That Kenyan story shows how explosive the mobile money market can get.  But let’s go back to the developed world and talk about how this will all get sorted out there.  If you turn payment into a “utility” as you say, then the cost of transactions turns into a commodity which means the telcos, banks, and retailers need to make money in other ways.

Yes, the natural corollary of a high volume, low margin business is that payment transactions fees are indeed headed toward zero.

So, how do you make money?  Well, I think the answer is to make payments part of a larger value network which makes life easier for the consumers.  One of my favorite case studies is the McDonalds Club in Japan.  So, if you belong to the McDonalds Club in Japan, then once a week you get a special offer through your phone for “free French fries”.  And when the consumer goes to his local McDonalds, one tap on the mobile phone delivers the free potato fries coupon to the retailer and the payment and loyalty point are calculated instantly.

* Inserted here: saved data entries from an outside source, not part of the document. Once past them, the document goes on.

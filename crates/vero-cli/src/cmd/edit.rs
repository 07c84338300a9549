//! `vero edit` — patch fields on an existing record.
//!
//! The form is prefilled from the current record, so unset fields keep
//! their values and the whole merged draft is re-validated. An unknown id
//! leaves the store as it was and reports the miss.

use crate::cmd::{parse_record_id, parse_set_pairs};
use crate::output::{OutputMode, ValidationFailed, render, render_error};
use crate::registry::ViewRegistry;
use crate::screen::FormResult;
use anyhow::Result;
use clap::Args;
use serde::Serialize;
use std::io::Write as _;

use super::add::{report_rejection, unknown_field_error};

#[derive(Args, Debug)]
pub struct EditArgs {
    /// View key (see `vero views`).
    pub view: String,

    /// Record id from the Id column.
    pub id: String,

    /// Field assignment, repeatable: --set progress=70
    #[arg(long = "set", value_name = "FIELD=VALUE")]
    pub set: Vec<String>,
}

#[derive(Debug, Serialize)]
struct EditOutput {
    status: &'static str,
    id: String,
}

pub fn run_edit(args: &EditArgs, registry: &mut ViewRegistry, output: OutputMode) -> Result<()> {
    let id = match parse_record_id(&args.id) {
        Ok(id) => id,
        Err(error) => {
            render_error(output, &error)?;
            return Err(ValidationFailed.into());
        }
    };
    let fields = match parse_set_pairs(&args.set) {
        Ok(fields) => fields,
        Err(error) => {
            render_error(output, &error)?;
            return Err(ValidationFailed.into());
        }
    };

    let view = registry.resolve_mut(&args.view)?;
    match view.update(id, &fields) {
        Err(unknown) => {
            render_error(output, &unknown_field_error(view.as_ref(), &unknown.0))?;
            Err(ValidationFailed.into())
        }
        Ok(FormResult::Updated(id)) => {
            let out = EditOutput {
                status: "updated",
                id: id.to_string(),
            };
            render(output, &out, |out, w| {
                writeln!(w, "Updated record {} in '{}'", out.id, args.view)?;
                write!(w, "{}", view.render_table())?;
                Ok(())
            })
        }
        Ok(FormResult::Missing(id)) => {
            let out = EditOutput {
                status: "missing",
                id: id.to_string(),
            };
            render(output, &out, |out, w| {
                writeln!(
                    w,
                    "No record {} in '{}'; nothing changed",
                    out.id, args.view
                )?;
                Ok(())
            })
        }
        Ok(FormResult::Rejected) => {
            report_rejection(view.as_ref(), output)?;
            Err(ValidationFailed.into())
        }
        Ok(_) => Ok(()),
    }
}
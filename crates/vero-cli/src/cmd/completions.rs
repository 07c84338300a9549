//! `vero completions` — generate shell completion scripts.

use anyhow::Result;
use clap::Args;
use clap_complete::Shell;
use std::io;

#[derive(Args, Debug)]
pub struct CompletionsArgs {
    /// Target shell.
    #[arg(value_enum)]
    pub shell: Shell,
}

pub fn run_completions(args: &CompletionsArgs, cmd: &mut clap::Command) -> Result<()> {
    clap_complete::generate(args.shell, cmd, "vero", &mut io::stdout());
    Ok(())
}
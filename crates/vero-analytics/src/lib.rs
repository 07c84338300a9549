//! Derived aggregation for CourtEvo Vero.
//!
//! Summary values are pure functions of the current records: group counts,
//! means, shares of total, and threshold health flags. Everything here is
//! recomputed on every call. Record counts are bounded by manual data
//! entry (tens, not millions), so there is no cache and no invalidation
//! protocol, and none should be added.
//!
//! Date-relative classification never reads the wall clock; callers compute
//! `today` once per pass and thread it through, so a single pass is
//! internally consistent and tests can pin dates.

pub mod classify;
pub mod group;
pub mod summary;

pub use classify::{Health, classify_due, classify_score};
pub use group::{count_by, mean, mean_by, share_pct, sum_by};
pub use summary::{FlaggedRecord, GroupSummary, ViewSummary, summarize};
//! Shared output layer for pretty/text/JSON parity across commands.
//!
//! Every command handler receives an [`OutputMode`] and formats its output
//! accordingly: framed sections for humans, compact text for pipes, or
//! stable JSON.
//!
//! # Output mode resolution
//!
//! Precedence (highest wins):
//! 1. `--format` flag
//! 2. `VERO_FORMAT` env var → `"pretty"` | `"text"` | `"json"`
//! 3. Config file default, if set
//! 4. [`OutputMode::Pretty`] if stdout is a TTY; [`OutputMode::Text`] if piped.

use clap::ValueEnum;
use serde::Serialize;
use std::io::{self, IsTerminal, Write};
use thiserror::Error;

/// Shared width for pretty separators.
pub const PRETTY_RULE_WIDTH: usize = 64;

/// Marker error: input was rejected by validation. Maps to exit code 2.
#[derive(Debug, Clone, Copy, PartialEq, Eq, Error)]
#[error("validation failed")]
pub struct ValidationFailed;

/// The three output modes supported by the CLI.
#[derive(Debug, Clone, Copy, PartialEq, Eq, ValueEnum)]
pub enum OutputMode {
    /// Human-optimized output (sections, visual framing).
    Pretty,
    /// Plain text for pipes and scripts.
    Text,
    /// Machine-readable JSON.
    Json,
}

impl OutputMode {
    #[must_use]
    pub fn is_json(self) -> bool {
        matches!(self, Self::Json)
    }

    #[must_use]
    pub fn is_pretty(self) -> bool {
        matches!(self, Self::Pretty)
    }
}

/// Resolve the output mode from flag, env, config default, and TTY state.
#[must_use]
pub fn resolve_output_mode(flag: Option<OutputMode>, config_default: Option<&str>) -> OutputMode {
    resolve_output_mode_inner(
        flag,
        std::env::var("VERO_FORMAT").ok().as_deref(),
        config_default,
        io::stdout().is_terminal(),
    )
}

/// Core resolution logic, separated from I/O for testability.
fn resolve_output_mode_inner(
    flag: Option<OutputMode>,
    format_env: Option<&str>,
    config_default: Option<&str>,
    is_tty: bool,
) -> OutputMode {
    if let Some(mode) = flag {
        return mode;
    }
    for candidate in [format_env, config_default].into_iter().flatten() {
        match candidate.to_lowercase().as_str() {
            "json" => return OutputMode::Json,
            "text" => return OutputMode::Text,
            "pretty" => return OutputMode::Pretty,
            _ => {} // unknown value — fall through
        }
    }
    if is_tty {
        OutputMode::Pretty
    } else {
        OutputMode::Text
    }
}

/// Write a horizontal separator used by pretty output.
pub fn pretty_rule(w: &mut dyn Write) -> io::Result<()> {
    writeln!(w, "{:-<width$}", "", width = PRETTY_RULE_WIDTH)
}

/// Write a section heading followed by a separator.
pub fn pretty_section(w: &mut dyn Write, heading: &str) -> io::Result<()> {
    writeln!(w, "{heading}")?;
    pretty_rule(w)
}

/// Render a left-aligned key/value line.
pub fn pretty_kv(w: &mut dyn Write, key: &str, value: impl AsRef<str>) -> io::Result<()> {
    writeln!(w, "{:<14} {}", format!("{key}:"), value.as_ref())
}

/// A user-facing command failure with an actionable suggestion.
#[derive(Debug, Clone, Serialize)]
pub struct CliError {
    pub message: String,
    #[serde(skip_serializing_if = "Option::is_none")]
    pub suggestion: Option<String>,
    pub code: &'static str,
}

impl CliError {
    #[must_use]
    pub fn new(message: impl Into<String>, code: &'static str) -> Self {
        Self {
            message: message.into(),
            suggestion: None,
            code,
        }
    }

    #[must_use]
    pub fn with_suggestion(
        message: impl Into<String>,
        suggestion: impl Into<String>,
        code: &'static str,
    ) -> Self {
        Self {
            message: message.into(),
            suggestion: Some(suggestion.into()),
            code,
        }
    }
}

/// Render a value with JSON short-circuit: JSON mode serializes `value`,
/// the other modes run the human closure (which sees the mode).
pub fn render<T: Serialize>(
    mode: OutputMode,
    value: &T,
    human: impl FnOnce(&T, &mut dyn Write) -> io::Result<()>,
) -> anyhow::Result<()> {
    let stdout = io::stdout();
    let mut w = stdout.lock();
    if mode.is_json() {
        serde_json::to_writer_pretty(&mut w, value)?;
        writeln!(w)?;
    } else {
        human(value, &mut w)?;
    }
    Ok(())
}

/// Render an error to stderr in the active mode.
pub fn render_error(mode: OutputMode, error: &CliError) -> anyhow::Result<()> {
    let stderr = io::stderr();
    let mut w = stderr.lock();
    if mode.is_json() {
        serde_json::to_writer_pretty(&mut w, error)?;
        writeln!(w)?;
    } else {
        writeln!(w, "error: {}", error.message)?;
        if let Some(suggestion) = &error.suggestion {
            writeln!(w, "  hint: {suggestion}")?;
        }
    }
    Ok(())
}

#[cfg(test)]
mod tests {
    use super::*;

    #[test]
    fn flag_beats_env_and_config() {
        let mode =
            resolve_output_mode_inner(Some(OutputMode::Json), Some("text"), Some("pretty"), true);
        assert_eq!(mode, OutputMode::Json);
    }

    #[test]
    fn env_beats_config_default() {
        let mode = resolve_output_mode_inner(None, Some("json"), Some("text"), true);
        assert_eq!(mode, OutputMode::Json);
    }

    #[test]
    fn unknown_env_value_falls_through_to_config() {
        let mode = resolve_output_mode_inner(None, Some("yaml"), Some("json"), true);
        assert_eq!(mode, OutputMode::Json);
    }

    #[test]
    fn tty_detection_is_the_last_resort() {
        assert_eq!(
            resolve_output_mode_inner(None, None, None, true),
            OutputMode::Pretty
        );
        assert_eq!(
            resolve_output_mode_inner(None, None, None, false),
            OutputMode::Text
        );
    }
}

So that raises an interesting point: a mobile wallet can be quite valuable even if there’s no money in that wallet!  And that value comes from bonuses, coupons, loyalty points, and other things that get wrapped around the payment.  In short, the wallet in your mobile phone can do really cool stuff.

Yet another wrinkle will come when the worlds of social networking and mobile wallets collide.  For example, my wallet can talk to your wallet.  What will that do to the world?  I’m not sure, but it may be that your wallet and my wallet will collude with each other.  Who knows?  Maybe we belong to the same bank, so when you got a good deal on something, your wallet tells my wallet, “Hey, I just got a really good deal on this stuff.”

But doing all these fancy exchanges of information between merchants means you need to worry more about mobile security, right?

Yes and no.  If I steal a debit card from your wallet, you may not notice that for a few days, time enough for the fraudster to do his damage.  But if I stole your phone, you would know in five minutes.  In Japan, all of the phones have these mobile money chips in them.  All of the phones come with an ID number.  If I steal your phone, you just borrow your friend’s phone, call a toll free number, punch in your security code and your phone shuts down — end of story.  So overall, fraud opportunities are reduced with a mobile phone.  And robbers don‘t like stealing something that could be traced by ID.  Guys who rob money don’t like being tracked via GPS.  So when you add up all of those factors, the phone to me looks way, way safer.

And as a government policy level, I think there are strong incentives to migrate away from cash and toward mobile money.  I mean, it’s 2013 already, but when you open up a newspaper you can read about somebody robbing a gas station with a gun.

So I think drawing down cash and moving it to phones is a good thing for society with one caveat: we need an appropriate privacy settlement between the stakeholders.  And this is something that still needs to be worked on because obviously if the revenue service is tracking everything you spend at the store, that’s both a good thing and a bad thing.  As a taxpayer, it’s nice to know that everybody else is paying their fair share of sales taxes.  But as a consumer, I don‘t want the retailers exchanging information about what I buy from other retailers.

And when you aggregate all of those costs, I think you can see a case which says: in a few years‘ time credit cards will become a fallback payment method and that phones become the winner.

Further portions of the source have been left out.